Prime Minister John Howard announced plans on Thursday to stop rampant sexual abuse of children on Aboriginal-owned land in the Northern Territory by banning alcohol and pornography in those Outback communities as well as restricting the amount of welfare spending on gambling and substance abuse.
While the government's move to halt child abuse was widely welcomed, critics said the government had sidelined Aborigines from any say over policies affecting their lives, and said alcohol bans should apply to everybody, not just Aborigines.
"The Howard plan is selective, cynical and racist," Australian Greens leader Bob Brown said yesterday, saying the Howard government had neglected Aboriginal health and is only acting now in the lead-up to a national election.
Many Aboriginal communities already ban alcohol on their lands, but many overcome the restrictions by visiting bigger local towns to buy and drink alcohol before returning home.
Fed up with inaction at the local level, Howard said on Thursday that Aboriginal child sex abuse and violence was a national emergency, and said the federal government would override local authorities to impose new restrictions on Northern Territory communities.

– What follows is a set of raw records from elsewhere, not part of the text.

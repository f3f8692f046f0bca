//! Object store abstraction and the typed cache client.
//!
//! [`ObjectStore`] is the minimal async surface over a flat key/blob
//! namespace: get/put/head/delete/list, overwrite semantics, no internal
//! retries. [`CacheClient`] layers JSON typing, TTL-aware reads, and a
//! per-operation timeout on top; a timed-out call surfaces as
//! [`TeamCostError::Network`], never an indefinite block.

pub mod fs;
pub mod memory;

use std::future::Future;
use std::sync::Arc;
use std::time::Duration;

use async_trait::async_trait;
use serde::Serialize;
use serde::de::DeserializeOwned;

use crate::core::clock::SharedClock;
use crate::core::models::CacheMetadata;
use crate::error::{Result, TeamCostError};

/// Default per-operation timeout. The recommended range is 10-30s.
pub const DEFAULT_OP_TIMEOUT: Duration = Duration::from_secs(15);

/// Async operations over a flat key namespace.
///
/// Entries are small (<1MB); no multipart or partial semantics. Errors
/// propagate to the caller - implementations never retry internally.
#[async_trait]
pub trait ObjectStore: Send + Sync {
    /// Fetch the raw bytes at `key`, or `None` when absent.
    async fn get_raw(&self, key: &str) -> Result<Option<Vec<u8>>>;

    /// Write `bytes` at `key`, overwriting any existing blob.
    async fn put_raw(&self, key: &str, bytes: Vec<u8>) -> Result<()>;

    /// Existence check without fetching the body.
    async fn head(&self, key: &str) -> Result<bool>;

    /// Delete the blob at `key`. Idempotent; absent keys are not an error.
    async fn delete(&self, key: &str) -> Result<()>;

    /// All keys under `prefix`, sorted.
    async fn list(&self, prefix: &str) -> Result<Vec<String>>;
}

/// Shared store handle.
pub type SharedStore = Arc<dyn ObjectStore>;

/// Outcome of a TTL-aware cache read. `NotFound` and `Expired` are normal
/// control flow - they mean "needs refresh", not failure.
#[derive(Debug, Clone, PartialEq)]
pub enum GetOutcome<T> {
    Found(T),
    NotFound,
    Expired(T),
}

impl<T> GetOutcome<T> {
    /// The entry, whether fresh or expired.
    #[must_use]
    pub fn into_entry(self) -> Option<T> {
        match self {
            Self::Found(entry) | Self::Expired(entry) => Some(entry),
            Self::NotFound => None,
        }
    }

    /// Whether a refresh is needed to serve fresh data.
    #[must_use]
    pub const fn needs_refresh(&self) -> bool {
        !matches!(self, Self::Found(_))
    }
}

/// Types carrying a [`CacheMetadata`] envelope, enabling TTL-aware reads.
pub trait Cached {
    fn cache_metadata(&self) -> &CacheMetadata;
}

impl Cached for crate::core::models::RemoteCacheEntry {
    fn cache_metadata(&self) -> &CacheMetadata {
        &self.metadata
    }
}

/// Typed JSON client over an [`ObjectStore`].
#[derive(Clone)]
pub struct CacheClient {
    store: SharedStore,
    clock: SharedClock,
    op_timeout: Duration,
}

impl CacheClient {
    /// Wrap a store with the default operation timeout.
    #[must_use]
    pub fn new(store: SharedStore, clock: SharedClock) -> Self {
        Self::with_timeout(store, clock, DEFAULT_OP_TIMEOUT)
    }

    /// Wrap a store with an explicit operation timeout.
    #[must_use]
    pub const fn with_timeout(store: SharedStore, clock: SharedClock, op_timeout: Duration) -> Self {
        Self {
            store,
            clock,
            op_timeout,
        }
    }

    /// TTL-aware typed read. Expiry is decided by the entry's own metadata
    /// against the injected clock. A blob that fails to decode raises
    /// [`TeamCostError::CorruptedData`].
    pub async fn get<T>(&self, key: &str) -> Result<GetOutcome<T>>
    where
        T: DeserializeOwned + Cached,
    {
        let Some(entry) = self.get_json::<T>(key).await? else {
            return Ok(GetOutcome::NotFound);
        };
        if entry.cache_metadata().is_expired(self.clock.now()) {
            Ok(GetOutcome::Expired(entry))
        } else {
            Ok(GetOutcome::Found(entry))
        }
    }

    /// Typed read without TTL semantics (locks carry their own expiry).
    pub async fn get_json<T: DeserializeOwned>(&self, key: &str) -> Result<Option<T>> {
        let Some(bytes) = self.timed(key, self.store.get_raw(key)).await? else {
            return Ok(None);
        };
        let entry = serde_json::from_slice(&bytes).map_err(|e| TeamCostError::CorruptedData {
            key: key.to_string(),
            message: e.to_string(),
        })?;
        Ok(Some(entry))
    }

    /// Typed overwrite.
    pub async fn put_json<T: Serialize + Sync>(&self, key: &str, value: &T) -> Result<()> {
        let bytes = serde_json::to_vec(value)?;
        self.timed(key, self.store.put_raw(key, bytes)).await
    }

    /// Existence check.
    pub async fn head(&self, key: &str) -> Result<bool> {
        self.timed(key, self.store.head(key)).await
    }

    /// Idempotent delete.
    pub async fn delete(&self, key: &str) -> Result<()> {
        self.timed(key, self.store.delete(key)).await
    }

    /// Sorted key listing under a prefix.
    pub async fn list(&self, prefix: &str) -> Result<Vec<String>> {
        self.timed(prefix, self.store.list(prefix)).await
    }

    /// The clock every time-gated decision reads from.
    #[must_use]
    pub fn clock(&self) -> &SharedClock {
        &self.clock
    }

    async fn timed<T>(&self, key: &str, fut: impl Future<Output = Result<T>> + Send) -> Result<T> {
        match tokio::time::timeout(self.op_timeout, fut).await {
            Ok(result) => result,
            Err(_) => Err(TeamCostError::Network {
                message: format!(
                    "operation on {key} timed out after {}s",
                    self.op_timeout.as_secs()
                ),
            }),
        }
    }
}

Howard's intervention came a week after a report found child sexual abuse was widespread in Aboriginal communities, which were being destroyed by "a river of grog" or alcohol. Alcohol was also used as a bartering tool to procure children for sex, it said.
Howard defended the measures yesterday, saying the old approach of leaving problems to local authorities had "demonstrably failed" and governments had been too timid to intervene because of accusations of paternalism.
"Frankly, the care and protection of children is more important to me than slavishly following some philosophy or doctrine," Howard told Australian radio.
"In the end, if you can't protect children, you've failed," he said.
Jon Stanhope, chief minister of the Australian Capital Territory, emerged yesterday as the most damning critic of the radical strategy among Australia's eight state and territory leaders.
"I think by any definition of racism, this is racist," Stanhope told Australian Broadcasting Corp radio of the plan.